Isley Brothers – “This Old Heart of Mine (Is Weak For You),” Pop #12, R&B #6
By Joel Francis
For the most part, Motown’s talent during its heyday was home-grown. Martha Reeves was a Hitsville secretary, Stevie Wonder was a kid pestering the Funk Brothers for lessons, Marvin Gaye and Smokey Robinson were part of Berry Gordy’s extended family and Diane Ross and her friends stopped by every day after school to pester staff for an audition.
In short, talent came to Motown, not the other way around.
Of course that mindset quickly changed when the Isley Brothers hit the free agent market in 1965. The brothers made their name with 1959’s “Shout!” (recorded for RCA) and 1962’s “Twist and Shout” (recorded for the Wand label and covered by the Beatles). But after bouncing between those two labels and the failure to establish their own imprint, the Isley Brothers were looking for a new home. Berry Gordy was all too happy to welcome them to his fold.

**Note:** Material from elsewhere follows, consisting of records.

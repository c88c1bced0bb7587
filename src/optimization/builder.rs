// src/optimization/builder.rs

use crate::error::ModelConstructionError;
use crate::model::catalog::{Period, ProductId};
use crate::model::params::ParameterSet;
use crate::model::schema::{
    DecisionSchema, Domain, LinearExpr, Model, ModelDraft, ObjectiveParts, Relation,
};
use serde::{Deserialize, Serialize};
use std::collections::BTreeMap;
use std::fmt;
use tracing::{debug, info};

/// Whether production rates are known inputs or solved decisions.
#[derive(Debug, Clone, Copy, PartialEq, Eq, Serialize, Deserialize)]
#[serde(rename_all = "lowercase")]
pub enum ProductionMode {
    /// Production follows the parameter set's fixed schedule.
    Fixed,
    /// Production is a free non-negative variable.
    Decision,
}

impl fmt::Display for ProductionMode {
    fn fmt(&self, f: &mut fmt::Formatter<'_>) -> fmt::Result {
        match self {
            ProductionMode::Fixed => f.write_str("fixed"),
            ProductionMode::Decision => f.write_str("decision"),
        }
    }
}

/// Turns a parameter set into an immutable [`Model`].
///
/// The product `replenishment_count × shipment_size` is expressed exactly
/// by one binary per admissible event count: selecting `k` events routes the
/// period's shipped quantity through `s[k]`, so the count is `Σ k·z[k]` and
/// the shipment size is `Σ s[k]/k`.
pub struct ModelBuilder<'a> {
    params: &'a ParameterSet,
    mode: ProductionMode,
}

fn lookup<K: Ord>(
    table_name: &'static str,
    table: &BTreeMap<K, f64>,
    key: &K,
    label: impl FnOnce() -> String,
) -> Result<f64, ModelConstructionError> {
    table
        .get(key)
        .copied()
        .ok_or_else(|| ModelConstructionError::MissingParameter {
            table: table_name,
            key: label(),
        })
}

fn product_key(product: &ProductId, period: Period) -> (ProductId, Period) {
    (product.clone(), period)
}

impl<'a> ModelBuilder<'a> {
    pub fn new(params: &'a ParameterSet, mode: ProductionMode) -> Self {
        Self { params, mode }
    }

    fn check_shape(&self) -> Result<u32, ModelConstructionError> {
        let catalog = &self.params.catalog;
        if catalog.products.is_empty() {
            return Err(ModelConstructionError::EmptyCatalog("products"));
        }
        if catalog.periods.is_empty() {
            return Err(ModelConstructionError::EmptyCatalog("periods"));
        }
        if catalog.suppliers.is_empty() {
            return Err(ModelConstructionError::EmptyCatalog("suppliers"));
        }
        if !catalog.periods_contiguous() {
            return Err(ModelConstructionError::NonContiguousPeriods(
                catalog.period_indices(),
            ));
        }
        let cap = self.params.replenishment_cap;
        if cap < 0 {
            return Err(ModelConstructionError::NegativeReplenishmentCap(cap));
        }
        u32::try_from(cap).map_err(|_| ModelConstructionError::NegativeReplenishmentCap(cap))
    }

    fn demand(&self, product: &ProductId, period: Period) -> Result<f64, ModelConstructionError> {
        lookup(
            "demand",
            &self.params.demand,
            &product_key(product, period),
            || format!("({}, {})", product, period),
        )
    }

    fn production(
        &self,
        draft: &mut ModelDraft,
        product: &ProductId,
        period: Period,
    ) -> Result<LinearExpr, ModelConstructionError> {
        match self.mode {
            ProductionMode::Fixed => {
                let schedule = self.params.production_schedule.as_ref().ok_or_else(|| {
                    ModelConstructionError::MissingParameter {
                        table: "production_schedule",
                        key: "schedule".to_string(),
                    }
                })?;
                let rate = lookup(
                    "production_schedule",
                    schedule,
                    &product_key(product, period),
                    || format!("({}, {})", product, period),
                )?;
                Ok(LinearExpr::constant(rate))
            }
            ProductionMode::Decision => {
                let p = draft.add_variable(
                    format!("p[{},{}]", product, period),
                    Domain::Continuous,
                    0.0,
                    None,
                );
                Ok(LinearExpr::var(p))
            }
        }
    }

    /// Largest quantity one period can ship.
    ///
    /// Never more than the horizon demand. Under a fixed schedule inventory
    /// stays non-negative only while half the cumulative shipments fit in
    /// cumulative production, which caps period `t` at twice the production
    /// through `t`.
    fn shipment_bound(
        &self,
        product: &ProductId,
        period: Period,
        total_demand: f64,
    ) -> Result<f64, ModelConstructionError> {
        let schedule = match (self.mode, self.params.production_schedule.as_ref()) {
            (ProductionMode::Fixed, Some(schedule)) => schedule,
            _ => return Ok(total_demand),
        };

        let mut produced = 0.0;
        for earlier in self.params.catalog.periods_through(period) {
            produced += lookup(
                "production_schedule",
                schedule,
                &product_key(product, earlier),
                || format!("({}, {})", product, earlier),
            )?;
        }
        Ok(total_demand.min(2.0 * produced))
    }

    pub fn build(&self) -> Result<Model, ModelConstructionError> {
        let cap = self.check_shape()?;
        let params = self.params;
        let catalog = &params.catalog;

        let mut draft = ModelDraft::default();
        let mut schema = DecisionSchema::default();
        let mut objective = ObjectiveParts::default();

        for product in &catalog.products {
            let mut total_demand = 0.0;
            for &period in &catalog.periods {
                total_demand += self.demand(product, period)?;
            }

            for &period in &catalog.periods {
                let key = product_key(product, period);
                let label = || format!("({}, {})", product, period);
                let big_m = self.shipment_bound(product, period, total_demand)?;
                let ordering_cost = lookup("ordering_cost", &params.ordering_cost, &key, label)?;
                let holding_cost = lookup("holding_cost", &params.holding_cost, &key, label)?;

                let mut count = LinearExpr::new();
                let mut size = LinearExpr::new();
                let mut shipped = LinearExpr::new();
                let mut selected = LinearExpr::new();

                for k in 1..=cap {
                    let events = k as f64;
                    let z = draft.add_variable(
                        format!("z[{},{},{}]", product, period, k),
                        Domain::Binary,
                        0.0,
                        Some(1.0),
                    );
                    let s = draft.add_variable(
                        format!("s[{},{},{}]", product, period, k),
                        Domain::Continuous,
                        0.0,
                        Some(big_m),
                    );
                    count.add_term(z, events);
                    selected.add_term(z, 1.0);
                    shipped.add_term(s, 1.0);
                    size.add_term(s, 1.0 / events);

                    draft.add_constraint(
                        format!("event_link[{},{},{}]", product, period, k),
                        LinearExpr::var(s),
                        Relation::Le,
                        LinearExpr::term(z, big_m),
                    );
                }

                if cap > 0 {
                    draft.add_constraint(
                        format!("single_frequency[{},{}]", product, period),
                        selected,
                        Relation::Le,
                        LinearExpr::constant(1.0),
                    );
                    draft.add_constraint(
                        format!("replenishment_cap[{},{}]", product, period),
                        count.clone(),
                        Relation::Le,
                        LinearExpr::constant(cap as f64),
                    );
                }

                objective.ordering.add_scaled(&count, ordering_cost);
                // average inventory of a batch is half its size
                objective.holding.add_scaled(&size, holding_cost / 2.0);

                let production = self.production(&mut draft, product, period)?;
                let inventory = draft.add_variable(
                    format!("Q[{},{}]", product, period),
                    Domain::Continuous,
                    0.0,
                    None,
                );
                objective
                    .inventory
                    .add_term(inventory, params.inventory_carrying_cost);

                schema.replenishment_count.insert(key.clone(), count);
                schema.shipment_size.insert(key.clone(), size);
                schema.shipped.insert(key.clone(), shipped);
                schema.production_rate.insert(key.clone(), production);
                schema.inventory_level.insert(key, LinearExpr::var(inventory));
            }
        }

        self.add_inventory_balance(&mut draft, &schema);
        self.add_procurement(&mut draft, &mut schema, &mut objective)?;
        self.add_demand_coverage(&mut draft, &schema)?;

        info!(
            mode = %self.mode,
            variables = draft.variables.len(),
            constraints = draft.constraints.len(),
            "model built"
        );

        Ok(Model::new(
            self.mode,
            cap,
            draft.variables,
            draft.constraints,
            objective,
            schema,
        ))
    }

    /// Q[t] = Q[t-1] + p[t] - shipped[t]/2, with no Q[0] term in period 1.
    fn add_inventory_balance(&self, draft: &mut ModelDraft, schema: &DecisionSchema) {
        for product in &self.params.catalog.products {
            for &period in &self.params.catalog.periods {
                let key = product_key(product, period);
                let mut rhs = LinearExpr::new();
                let previous = period.previous().map(|t| product_key(product, t));
                if let Some(q_prev) = previous.and_then(|k| schema.inventory_level.get(&k)) {
                    rhs += q_prev;
                }
                if let Some(p) = schema.production_rate.get(&key) {
                    rhs += p;
                }
                if let Some(shipped) = schema.shipped.get(&key) {
                    rhs.add_scaled(shipped, -0.5);
                }
                let lhs = schema.inventory_level.get(&key).cloned().unwrap_or_default();

                draft.add_constraint(
                    format!("inventory_balance[{},{}]", product, period),
                    lhs,
                    Relation::Eq,
                    rhs,
                );
            }
        }
    }

    /// Procurement variables, their cost, and the per-period material balance.
    fn add_procurement(
        &self,
        draft: &mut ModelDraft,
        schema: &mut DecisionSchema,
        objective: &mut ObjectiveParts,
    ) -> Result<(), ModelConstructionError> {
        let params = self.params;
        let catalog = &params.catalog;

        for product in &catalog.products {
            for supplier in &catalog.suppliers {
                for &period in &catalog.periods {
                    let unit_cost = lookup(
                        "procurement_cost",
                        &params.procurement_cost,
                        &(supplier.clone(), period),
                        || format!("({}, {})", supplier, period),
                    )?;
                    let alloc = draft.add_variable(
                        format!("P[{},{},{}]", product, supplier, period),
                        Domain::Continuous,
                        0.0,
                        None,
                    );
                    objective.procurement.add_term(alloc, unit_cost);
                    schema.procurement_alloc.insert(
                        (product.clone(), supplier.clone(), period),
                        LinearExpr::var(alloc),
                    );
                }
            }
        }

        for &period in &catalog.periods {
            let mut sourced = LinearExpr::new();
            let mut produced = LinearExpr::new();
            for product in &catalog.products {
                for supplier in &catalog.suppliers {
                    if let Some(alloc) = schema.procurement_alloc.get(&(
                        product.clone(),
                        supplier.clone(),
                        period,
                    )) {
                        sourced += alloc;
                    }
                }
                if let Some(p) = schema.production_rate.get(&product_key(product, period)) {
                    produced += p;
                }
            }
            draft.add_constraint(
                format!("material_balance[{}]", period),
                sourced,
                Relation::Eq,
                produced,
            );
        }

        Ok(())
    }

    /// Exact fulfilment over the horizon and cumulative no-backlog coverage.
    fn add_demand_coverage(
        &self,
        draft: &mut ModelDraft,
        schema: &DecisionSchema,
    ) -> Result<(), ModelConstructionError> {
        let catalog = &self.params.catalog;

        for product in &catalog.products {
            let mut cumulative_shipped = LinearExpr::new();
            let mut cumulative_demand = 0.0;

            for &period in &catalog.periods {
                if let Some(shipped) = schema.shipped.get(&product_key(product, period)) {
                    cumulative_shipped += shipped;
                }
                cumulative_demand += self.demand(product, period)?;

                draft.add_constraint(
                    format!("no_backlog[{},{}]", product, period),
                    cumulative_shipped.clone(),
                    Relation::Ge,
                    LinearExpr::constant(cumulative_demand),
                );
            }

            debug!(product = %product, total_demand = cumulative_demand, "fulfilment target");
            draft.add_constraint(
                format!("demand_fulfillment[{}]", product),
                cumulative_shipped,
                Relation::Eq,
                LinearExpr::constant(cumulative_demand),
            );
        }

        Ok(())
    }
}
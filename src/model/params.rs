// src/model/params.rs

use crate::error::ConfigurationError;
use crate::model::catalog::{Catalog, Period, ProductId, SupplierId};
use crate::optimization::builder::ProductionMode;
use std::collections::BTreeMap;

pub type ProductPeriodTable = BTreeMap<(ProductId, Period), f64>;
pub type SupplierPeriodTable = BTreeMap<(SupplierId, Period), f64>;

/// Frozen numeric inputs of one model instance.
///
/// Production emission is stored per (product, period); a flat or
/// per-period factor is expanded into this shape by the caller.
#[derive(Debug, Clone)]
pub struct ParameterSet {
    pub catalog: Catalog,
    pub demand: ProductPeriodTable,
    pub ordering_cost: ProductPeriodTable,
    pub holding_cost: ProductPeriodTable,
    pub procurement_cost: SupplierPeriodTable,
    pub transport_emission: SupplierPeriodTable,
    pub production_emission: ProductPeriodTable,
    pub inventory_carrying_cost: f64,
    /// Known production rates; only read in fixed production mode.
    pub production_schedule: Option<ProductPeriodTable>,
    /// Maximum replenishment events per (product, period).
    pub replenishment_cap: i64,
}

/// Builds a (product, period) table from a value function.
pub fn product_table<F>(catalog: &Catalog, mut value: F) -> ProductPeriodTable
where
    F: FnMut(&ProductId, Period) -> f64,
{
    let mut table = BTreeMap::new();
    for product in &catalog.products {
        for &period in &catalog.periods {
            table.insert((product.clone(), period), value(product, period));
        }
    }
    table
}

/// Builds a (supplier, period) table from a value function.
pub fn supplier_table<F>(catalog: &Catalog, mut value: F) -> SupplierPeriodTable
where
    F: FnMut(&SupplierId, Period) -> f64,
{
    let mut table = BTreeMap::new();
    for supplier in &catalog.suppliers {
        for &period in &catalog.periods {
            table.insert((supplier.clone(), period), value(supplier, period));
        }
    }
    table
}

fn check_value(table: &'static str, key: String, value: f64) -> Result<f64, ConfigurationError> {
    if !value.is_finite() {
        return Err(ConfigurationError::NonFiniteValue { table, key });
    }
    if value < 0.0 {
        return Err(ConfigurationError::NegativeValue { table, key, value });
    }
    Ok(value)
}

fn check_product_table(
    name: &'static str,
    table: &ProductPeriodTable,
    catalog: &Catalog,
) -> Result<(), ConfigurationError> {
    for product in &catalog.products {
        for &period in &catalog.periods {
            let key = format!("({}, {})", product, period);
            match table.get(&(product.clone(), period)) {
                Some(&value) => {
                    check_value(name, key, value)?;
                }
                None => return Err(ConfigurationError::MissingEntry { table: name, key }),
            }
        }
    }
    Ok(())
}

fn check_supplier_table(
    name: &'static str,
    table: &SupplierPeriodTable,
    catalog: &Catalog,
) -> Result<(), ConfigurationError> {
    for supplier in &catalog.suppliers {
        for &period in &catalog.periods {
            let key = format!("({}, {})", supplier, period);
            match table.get(&(supplier.clone(), period)) {
                Some(&value) => {
                    check_value(name, key, value)?;
                }
                None => return Err(ConfigurationError::MissingEntry { table: name, key }),
            }
        }
    }
    Ok(())
}

impl ParameterSet {
    /// Checks every table the model builder will index for `mode`.
    pub fn validate(&self, mode: ProductionMode) -> Result<(), ConfigurationError> {
        if !self.catalog.periods_contiguous() {
            return Err(ConfigurationError::NonContiguousPeriods(
                self.catalog.period_indices(),
            ));
        }

        check_product_table("demand", &self.demand, &self.catalog)?;
        check_product_table("ordering_cost", &self.ordering_cost, &self.catalog)?;
        check_product_table("holding_cost", &self.holding_cost, &self.catalog)?;
        check_product_table(
            "production_emission",
            &self.production_emission,
            &self.catalog,
        )?;
        check_supplier_table("procurement_cost", &self.procurement_cost, &self.catalog)?;
        check_supplier_table(
            "transport_emission",
            &self.transport_emission,
            &self.catalog,
        )?;
        check_value(
            "inventory_carrying_cost",
            "global".to_string(),
            self.inventory_carrying_cost,
        )?;

        if mode == ProductionMode::Fixed {
            let schedule = self
                .production_schedule
                .as_ref()
                .ok_or(ConfigurationError::MissingProductionSchedule)?;
            check_product_table("production_schedule", schedule, &self.catalog)?;
        }

        Ok(())
    }

    pub fn demand(&self, product: &ProductId, period: Period) -> Option<f64> {
        self.demand.get(&(product.clone(), period)).copied()
    }

    /// Total demand of `product` over the whole horizon.
    pub fn total_demand(&self, product: &ProductId) -> f64 {
        self.catalog
            .periods
            .iter()
            .filter_map(|&t| self.demand(product, t))
            .sum()
    }

    /// Demand of `product` accumulated through `period`.
    pub fn cumulative_demand(&self, product: &ProductId, period: Period) -> f64 {
        self.catalog
            .periods_through(period)
            .filter_map(|t| self.demand(product, t))
            .sum()
    }
}

#[cfg(test)]
pub(crate) mod tests {
    use super::*;

    /// Reference instance with a hand-picked demand table.
    pub(crate) fn reference_params() -> ParameterSet {
        let catalog = Catalog::with_horizon(&["P1", "P2"], 3, &["B1", "B2"]);
        let demand_rows = [("P1", [60.0, 55.0, 50.0]), ("P2", [50.0, 60.0, 55.0])];
        let demand = product_table(&catalog, |p, t| {
            demand_rows
                .iter()
                .find(|(name, _)| *name == p.0)
                .map(|(_, row)| row[(t.0 - 1) as usize])
                .unwrap_or(0.0)
        });
        let costs = [("B1", [400.0, 420.0, 440.0]), ("B2", [430.0, 450.0, 470.0])];
        let emissions = [("B1", [40.0, 38.0, 36.0]), ("B2", [35.0, 33.0, 31.0])];
        let pick = |rows: &[(&str, [f64; 3]); 2], s: &SupplierId, t: Period| {
            rows.iter()
                .find(|(name, _)| *name == s.0)
                .map(|(_, row)| row[(t.0 - 1) as usize])
                .unwrap_or(0.0)
        };

        ParameterSet {
            demand,
            ordering_cost: product_table(&catalog, |_, _| 20.0),
            holding_cost: product_table(&catalog, |_, _| 10.0),
            procurement_cost: supplier_table(&catalog, |s, t| pick(&costs, s, t)),
            transport_emission: supplier_table(&catalog, |s, t| pick(&emissions, s, t)),
            production_emission: product_table(&catalog, |_, _| 0.08),
            inventory_carrying_cost: 5.0,
            production_schedule: Some(product_table(&catalog, |_, t| 30.0 + 5.0 * t.0 as f64)),
            replenishment_cap: 10,
            catalog,
        }
    }

    #[test]
    fn test_reference_params_validate_in_both_modes() {
        let params = reference_params();
        assert_eq!(params.validate(ProductionMode::Fixed), Ok(()));
        assert_eq!(params.validate(ProductionMode::Decision), Ok(()));
    }

    #[test]
    fn test_missing_cost_entry_is_reported() {
        let mut params = reference_params();
        params
            .holding_cost
            .remove(&(ProductId::new("P2"), Period(2)));

        let err = params.validate(ProductionMode::Decision).unwrap_err();
        assert_eq!(
            err,
            ConfigurationError::MissingEntry {
                table: "holding_cost",
                key: "(P2, 2)".to_string()
            }
        );
    }

    #[test]
    fn test_negative_factor_is_rejected() {
        let mut params = reference_params();
        params
            .transport_emission
            .insert((SupplierId::new("B1"), Period(1)), -1.0);

        assert!(matches!(
            params.validate(ProductionMode::Decision),
            Err(ConfigurationError::NegativeValue {
                table: "transport_emission",
                ..
            })
        ));
    }

    #[test]
    fn test_non_contiguous_periods_are_rejected() {
        let mut params = reference_params();
        params.catalog.periods = vec![Period(1), Period(2), Period(4)];

        assert_eq!(
            params.validate(ProductionMode::Fixed),
            Err(ConfigurationError::NonContiguousPeriods(vec![1, 2, 4]))
        );
    }

    #[test]
    fn test_schedule_only_required_in_fixed_mode() {
        let mut params = reference_params();
        params.production_schedule = None;

        assert_eq!(params.validate(ProductionMode::Decision), Ok(()));
        assert_eq!(
            params.validate(ProductionMode::Fixed),
            Err(ConfigurationError::MissingProductionSchedule)
        );
    }

    #[test]
    fn test_demand_totals() {
        let params = reference_params();
        let p1 = ProductId::new("P1");
        assert_eq!(params.total_demand(&p1), 165.0);
        assert_eq!(params.cumulative_demand(&p1, Period(2)), 115.0);
    }
}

The Isley’s Motown debut, “This Old Heart of Mine (Is Weak For You) was their biggest success so far. Holland-Dozier-Holland definitely applied the Motown sound to their number. The drums lead the mix, and the string section sounds more like the Four Tops than the Isley Brothers’ gritty urban soul. The brothers had never sounded so slick before, but the results couldn’t be argued with. The song is infectious, fun and impossible to listen to without breaking into smiles or dance.
Unfortunately, the Isley-Motown marriage didn’t last long. Despite releasing two more albums, the group couldn’t find a follow-up hit and complained of being fed inferior, cast-off tracks. They had a point: “This Old Heart” was originally intended for the Supremes. The brothers left Motown in 1968 and signed with Buddha before finding long-term success with Epic.